The Maisons-Alfort Laboratory for Animal Health is required to deal with problems that place the common good in animal health at risk. Its mission is to identify pathogens affecting herds (mainly cattle, sheep, goats, pigs and Equidae) and causing epizootics (animal epidemics) or zoonoses (animal diseases whose pathogens can be transmitted to humans).

It offers new alternatives in vaccination. In this regard, the Laboratory's teams study pathogens of all kinds responsible for infectious diseases such as foot-and-mouth, bluetongue, bovine tuberculosis, trichinellosis, etc., but they also develop research on different disease vectors (ticks, for example).
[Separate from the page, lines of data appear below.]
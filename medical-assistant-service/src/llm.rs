use async_trait::async_trait;
use rig::{agent::Agent, client::CompletionClient, completion::Prompt, providers::openrouter};
use std::sync::Arc;
use std::time::Duration;
use tracing::{error, info};

use crate::error::GenerationError;

const MEDICAL_PREAMBLE: &str = "You are a medical AI assistant. Answer clearly, use section \
headers when asked for a structured response, and always recommend consulting a qualified \
doctor for diagnosis.";

/// A single request/response call to a text-generation service.
#[async_trait]
pub trait TextGenerator: Send + Sync {
    async fn generate(&self, prompt: &str) -> Result<String, GenerationError>;
}

#[async_trait]
impl<T: TextGenerator + ?Sized> TextGenerator for Arc<T> {
    async fn generate(&self, prompt: &str) -> Result<String, GenerationError> {
        (**self).generate(prompt).await
    }
}

/// OpenRouter-backed generator. Wrap it in a [`GuardedGenerator`] to bound call time.
#[derive(Clone)]
pub struct OpenRouterGenerator {
    api_key: Option<String>,
    model: String,
}

impl OpenRouterGenerator {
    pub fn new(api_key: Option<String>, model: impl Into<String>) -> Self {
        Self {
            api_key,
            model: model.into(),
        }
    }

    /// Reads `OPENROUTER_API_KEY`; a missing key surfaces on the first call.
    pub fn from_env(model: impl Into<String>) -> Self {
        Self::new(std::env::var("OPENROUTER_API_KEY").ok(), model)
    }

    fn agent(&self) -> Result<Agent<openrouter::CompletionModel>, GenerationError> {
        let api_key = self
            .api_key
            .as_deref()
            .ok_or(GenerationError::MissingApiKey)?;
        let client = openrouter::Client::new(api_key);
        Ok(client.agent(&self.model).preamble(MEDICAL_PREAMBLE).build())
    }
}

#[async_trait]
impl TextGenerator for OpenRouterGenerator {
    async fn generate(&self, prompt: &str) -> Result<String, GenerationError> {
        let agent = self.agent()?;
        info!(model = %self.model, prompt_len = prompt.len(), "Calling LLM");

        agent.prompt(prompt).await.map_err(|e| {
            error!(model = %self.model, error = %e, "LLM request failed");
            GenerationError::Provider(e.to_string())
        })
    }
}

/// Bounds every call to the inner generator by `timeout` and rejects blank replies.
pub struct GuardedGenerator<G> {
    inner: G,
    timeout: Duration,
}

impl<G: TextGenerator> GuardedGenerator<G> {
    pub fn new(inner: G, timeout: Duration) -> Self {
        Self { inner, timeout }
    }
}

#[async_trait]
impl<G: TextGenerator> TextGenerator for GuardedGenerator<G> {
    async fn generate(&self, prompt: &str) -> Result<String, GenerationError> {
        let response = tokio::time::timeout(self.timeout, self.inner.generate(prompt))
            .await
            .map_err(|_| {
                error!(timeout_secs = self.timeout.as_secs(), "LLM request timed out");
                GenerationError::Timeout(self.timeout.as_secs())
            })??;

        let response = response.trim();
        if response.is_empty() {
            return Err(GenerationError::EmptyResponse);
        }
        Ok(response.to_string())
    }
}


#[cfg(test)]
mod tests {
    use super::*;
    use super::testing::ScriptedGenerator;

    /// Answers only after `delay`.
    struct SlowGenerator {
        delay: Duration,
    }

    #[async_trait]
    impl TextGenerator for SlowGenerator {
        async fn generate(&self, _prompt: &str) -> Result<String, GenerationError> {
            tokio::time::sleep(self.delay).await;
            Ok("late answer".to_string())
        }
    }

    #[tokio::test]
    async fn missing_api_key_is_reported_without_a_request() {
        let generator = OpenRouterGenerator::new(None, "openai/gpt-4o-mini");
        let result = generator.generate("hello").await;
        assert_eq!(result, Err(GenerationError::MissingApiKey));
    }

    #[tokio::test(start_paused = true)]
    async fn slow_generation_times_out() {
        let generator = GuardedGenerator::new(
            SlowGenerator {
                delay: Duration::from_secs(120),
            },
            Duration::from_secs(60),
        );
        assert_eq!(
            generator.generate("advice for fever").await,
            Err(GenerationError::Timeout(60))
        );
    }

    #[tokio::test(start_paused = true)]
    async fn generation_within_the_timeout_passes_through() {
        let generator = GuardedGenerator::new(
            SlowGenerator {
                delay: Duration::from_secs(5),
            },
            Duration::from_secs(60),
        );
        assert_eq!(
            generator.generate("advice for fever").await.as_deref(),
            Ok("late answer")
        );
    }

    #[tokio::test]
    async fn blank_reply_is_an_empty_response_error() {
        let generator =
            GuardedGenerator::new(ScriptedGenerator::replying("  \n "), Duration::from_secs(5));
        assert_eq!(
            generator.generate("hello").await,
            Err(GenerationError::EmptyResponse)
        );
    }

    #[tokio::test]
    async fn replies_are_trimmed() {
        let generator =
            GuardedGenerator::new(ScriptedGenerator::replying(" Rest. \n"), Duration::from_secs(5));
        assert_eq!(generator.generate("hello").await.as_deref(), Ok("Rest."));
    }

    #[test]
    fn errors_render_as_text() {
        assert_eq!(
            GenerationError::Timeout(60).to_string(),
            "LLM request timed out after 60s"
        );
        assert_eq!(
            GenerationError::Provider("quota exceeded".into()).to_string(),
            "LLM request failed: quota exceeded"
        );
    }
}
The laboratory works according to the concept of "One World, One Health", and provides scientific and technical support and data to risk managers, particularly in the framework of emerging diseases.

Its integration at the heart of the ENVA campus means that it can share the school's infrastructure, staff and research projects, and benefit from the contribution of the National Institute for Agricultural Research (INRA) through two joint research units (UMRs).

The laboratory is responsible for major reference work in the analytical diagnosis of many animal diseases, at national, European or global level. In this respect it has 23 reference mandates: 15 at national and eight at international level.

What is the outlook for the years to come?

In order to maintain its level of excellence, the Laboratory is working on three major challenges: to continue the modernisation of its infrastructure, to deal with emergences and re-emergences in its area of activity, and to fully integrate, in the diagnostic-surveillance-control chain, the new technologies currently revolutionising the approach to health.

Global climate change, as well as new forms of globalisation in trade, have led to the emergence in Europe over the last few years of exotic diseases with a high economic impact. The emergence of these animal infectious diseases remains a topical issue and has repeatedly mobilised the Laboratory's teams (new variants of the bluetongue virus, tick-borne diseases, schistosomes, etc.).

"Old diseases" are still a concern for our country and warrant the sustained efforts of the Laboratory. Another challenge will be to develop methods of screening, analytical diagnosis and control, according to the European and international standards in force, while integrating new technologies for analysing genomes and proteins.

The detailed analysis of host/pathogen interactions, as well as the development of new methods in epidemiology, will enable the Laboratory to continue to combat emerging and re-emerging animal diseases, dedicated to the concept of "One Health" promoted by the World Health Organisation.